Using the data below, return the stretch from the line that contains "fn bind_vertex_array(&self, vao: Option<u32>)" through the line that contains "if left == 0", both included, exactly as it stands and nothing beyond it.

→ Raw data
___
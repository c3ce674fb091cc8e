//! A [`GpuDevice`] that records state instead of talking to a driver.
//!
//! It hands out increasing integer names, keeps track of which objects are
//! alive, what each buffer holds, which buffer every vertex array slot points
//! at, and every draw call issued.

use std::cell::{Cell, RefCell};
use std::collections::{HashMap, HashSet};

use crate::abs::{BufferTarget, DrawMode, GpuDevice, ShaderStage};

#[derive(Debug, Clone, PartialEq)]
pub struct Draw {
    pub mode: DrawMode,
    pub count: i32,
    pub vertex_array: Option<u32>,
    pub program: Option<u32>,
    pub element_buffer: Option<u32>,
}

#[derive(Debug, Default)]
struct VertexArrayState {
    /// slot -> (buffer, components)
    attribs: HashMap<u32, (u32, i32)>,
    element_buffer: Option<u32>,
}

#[derive(Default)]
pub struct RecordingDevice {
    next_id: Cell<u32>,
    buffers_left: Cell<Option<usize>>,
    buffers: RefCell<HashMap<u32, Vec<u8>>>,
    usages: RefCell<HashMap<u32, u32>>,
    vertex_arrays: RefCell<HashMap<u32, VertexArrayState>>,
    shaders: RefCell<HashSet<u32>>,
    programs: RefCell<HashSet<u32>>,
    bound_vao: Cell<Option<u32>>,
    bound_array: Cell<Option<u32>>,
    bound_element: Cell<Option<u32>>,
    current_program: Cell<Option<u32>>,
    draws: RefCell<Vec<Draw>>,
    uniforms: RefCell<HashMap<String, Vec<f32>>>,
}

impl RecordingDevice {
    fn next(&self) -> u32 {
        let id = self.next_id.get() + 1;
        self.next_id.set(id);
        id
    }

    /// Makes `create_buffer` fail once `n` more buffers have been created.
    pub fn fail_buffer_creation_after(&self, n: usize) {
        self.buffers_left.set(Some(n));
    }

    pub fn live_buffers(&self) -> usize {
        self.buffers.borrow().len()
    }

    pub fn live_vertex_arrays(&self) -> usize {
        self.vertex_arrays.borrow().len()
    }

    pub fn live_programs(&self) -> usize {
        self.programs.borrow().len()
    }

    pub fn live_shaders(&self) -> usize {
        self.shaders.borrow().len()
    }

    pub fn buffer_contents(&self, buffer: u32) -> Option<Vec<u8>> {
        self.buffers.borrow().get(&buffer).cloned()
    }

    pub fn buffer_usage(&self, buffer: u32) -> Option<u32> {
        self.usages.borrow().get(&buffer).copied()
    }

    pub fn bound_vertex_array(&self) -> Option<u32> {
        self.bound_vao.get()
    }

    pub fn bound_array_buffer(&self) -> Option<u32> {
        self.bound_array.get()
    }

    pub fn current_program(&self) -> Option<u32> {
        self.current_program.get()
    }

    /// Buffer and component count bound to `slot` of `vao`.
    pub fn attrib(&self, vao: u32, slot: u32) -> Option<(u32, i32)> {
        self.vertex_arrays
            .borrow()
            .get(&vao)
            .and_then(|state| state.attribs.get(&slot).copied())
    }

    pub fn enabled_slots(&self, vao: u32) -> Vec<u32> {
        let mut slots: Vec<u32> = self
            .vertex_arrays
            .borrow()
            .get(&vao)
            .map(|state| state.attribs.keys().copied().collect())
            .unwrap_or_default();
        slots.sort_unstable();
        slots
    }

    pub fn element_buffer(&self, vao: u32) -> Option<u32> {
        self.vertex_arrays
            .borrow()
            .get(&vao)
            .and_then(|state| state.element_buffer)
    }

    /// The only live vertex array.
    pub fn sole_vertex_array(&self) -> u32 {
        let vaos = self.vertex_arrays.borrow();
        assert_eq!(vaos.len(), 1, "expected exactly one vertex array");
        *vaos.keys().next().unwrap()
    }

    pub fn draws(&self) -> Vec<Draw> {
        self.draws.borrow().clone()
    }

    pub fn uniform(&self, name: &str) -> Option<Vec<f32>> {
        self.uniforms.borrow().get(name).cloned()
    }
}

/// Reinterprets a little-endian byte buffer as `f32`s.
pub fn as_f32s(bytes: &[u8]) -> Vec<f32> {
    bytes
        .chunks_exact(4)
        .map(|c| f32::from_le_bytes([c[0], c[1], c[2], c[3]]))
        .collect()
}

pub fn as_u32s(bytes: &[u8]) -> Vec<u32> {
    bytes
        .chunks_exact(4)
        .map(|c| u32::from_le_bytes([c[0], c[1], c[2], c[3]]))
        .collect()
}

impl GpuDevice for RecordingDevice {
    type Buffer = u32;
    type VertexArray = u32;
    type Shader = u32;
    type Program = u32;

    fn create_vertex_array(&self) -> Result<u32, String> {
        let id = self.next();
        self.vertex_arrays
            .borrow_mut()
            .insert(id, VertexArrayState::default());
        Ok(id)
    }

    fn delete_vertex_array(&self, vao: u32) {
        assert!(
            self.vertex_arrays.borrow_mut().remove(&vao).is_some(),
            "double delete of vertex array {vao}"
        );
        if self.bound_vao.get() == Some(vao) {
            self.bound_vao.set(None);
        }
    }

    fn bind_vertex_array(&self, vao: Option<u32>) {
        if let Some(id) = vao {
            assert!(
                self.vertex_arrays.borrow().contains_key(&id),
                "bind of dead vertex array {id}"
            );
        }
        self.bound_vao.set(vao);
    }

    fn create_buffer(&self) -> Result<u32, String> {
        if let Some(left) = self.buffers_left.get() {
            if left == 0 {
                return Err("out of buffer names".to_string());
            }
            self.buffers_left.set(Some(left - 1));
        }
        let id = self.next();
        self.buffers.borrow_mut().insert(id, Vec::new());
        Ok(id)
    }

    fn delete_buffer(&self, buffer: u32) {
        assert!(
            self.buffers.borrow_mut().remove(&buffer).is_some(),
            "double delete of buffer {buffer}"
        );
        self.usages.borrow_mut().remove(&buffer);
        if self.bound_array.get() == Some(buffer) {
            self.bound_array.set(None);
        }
        if self.bound_element.get() == Some(buffer) {
            self.bound_element.set(None);
        }
    }

    fn bind_buffer(&self, target: BufferTarget, buffer: Option<u32>) {
        if let Some(id) = buffer {
            assert!(
                self.buffers.borrow().contains_key(&id),
                "bind of dead buffer {id}"
            );
        }
        match target {
            BufferTarget::Array => self.bound_array.set(buffer),
            BufferTarget::ElementArray => {
                self.bound_element.set(buffer);
                // Element buffer bindings are vertex array state.
                if let Some(vao) = self.bound_vao.get() {
                    if let Some(state) = self.vertex_arrays.borrow_mut().get_mut(&vao) {
                        state.element_buffer = buffer;
                    }
                }
            }
        }
    }

    fn buffer_data(&self, target: BufferTarget, data: &[u8], usage: u32) {
        let bound = match target {
            BufferTarget::Array => self.bound_array.get(),
            BufferTarget::ElementArray => self.bound_element.get(),
        };
        let id = bound.expect("buffer_data with nothing bound");
        self.buffers.borrow_mut().insert(id, data.to_vec());
        self.usages.borrow_mut().insert(id, usage);
    }

    fn enable_float_attrib(&self, slot: u32, components: i32) {
        let vao = self
            .bound_vao
            .get()
            .expect("attribute setup with no vertex array bound");
        let buffer = self
            .bound_array
            .get()
            .expect("attribute setup with no array buffer bound");
        self.vertex_arrays
            .borrow_mut()
            .get_mut(&vao)
            .expect("vertex array is alive")
            .attribs
            .insert(slot, (buffer, components));
    }

    fn draw_elements(&self, mode: DrawMode, count: i32) {
        let vertex_array = self.bound_vao.get();
        let element_buffer = vertex_array.and_then(|vao| self.element_buffer(vao));
        self.draws.borrow_mut().push(Draw {
            mode,
            count,
            vertex_array,
            program: self.current_program.get(),
            element_buffer,
        });
    }

    fn compile_shader(&self, _stage: ShaderStage, source: &str) -> Result<u32, String> {
        if source.contains("syntax error") {
            return Err("0:1: syntax error".to_string());
        }
        let id = self.next();
        self.shaders.borrow_mut().insert(id);
        Ok(id)
    }

    fn delete_shader(&self, shader: u32) {
        assert!(self.shaders.borrow_mut().remove(&shader));
    }

    fn link_program(&self, shaders: &[u32]) -> Result<u32, String> {
        if shaders.is_empty() {
            return Err("no shaders attached".to_string());
        }
        let id = self.next();
        self.programs.borrow_mut().insert(id);
        Ok(id)
    }

    fn delete_program(&self, program: u32) {
        assert!(self.programs.borrow_mut().remove(&program));
        if self.current_program.get() == Some(program) {
            self.current_program.set(None);
        }
    }

    fn use_program(&self, program: Option<u32>) {
        self.current_program.set(program);
    }

    fn uniform_f32(&self, _program: u32, name: &str, value: f32) {
        self.uniforms
            .borrow_mut()
            .insert(name.to_string(), vec![value]);
    }

    fn uniform_vec4(&self, _program: u32, name: &str, value: [f32; 4]) {
        self.uniforms
            .borrow_mut()
            .insert(name.to_string(), value.to_vec());
    }

    fn uniform_mat4(&self, _program: u32, name: &str, value: &[f32; 16]) {
        self.uniforms
            .borrow_mut()
            .insert(name.to_string(), value.to_vec());
    }
}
___
→ Response below
    fn bind_vertex_array(&self, vao: Option<u32>) {
        if let Some(id) = vao {
            assert!(
                self.vertex_arrays.borrow().contains_key(&id),
                "bind of dead vertex array {id}"
            );
        }
        self.bound_vao.set(vao);
    }

    fn create_buffer(&self) -> Result<u32, String> {
        if let Some(left) = self.buffers_left.get() {
            if left == 0 {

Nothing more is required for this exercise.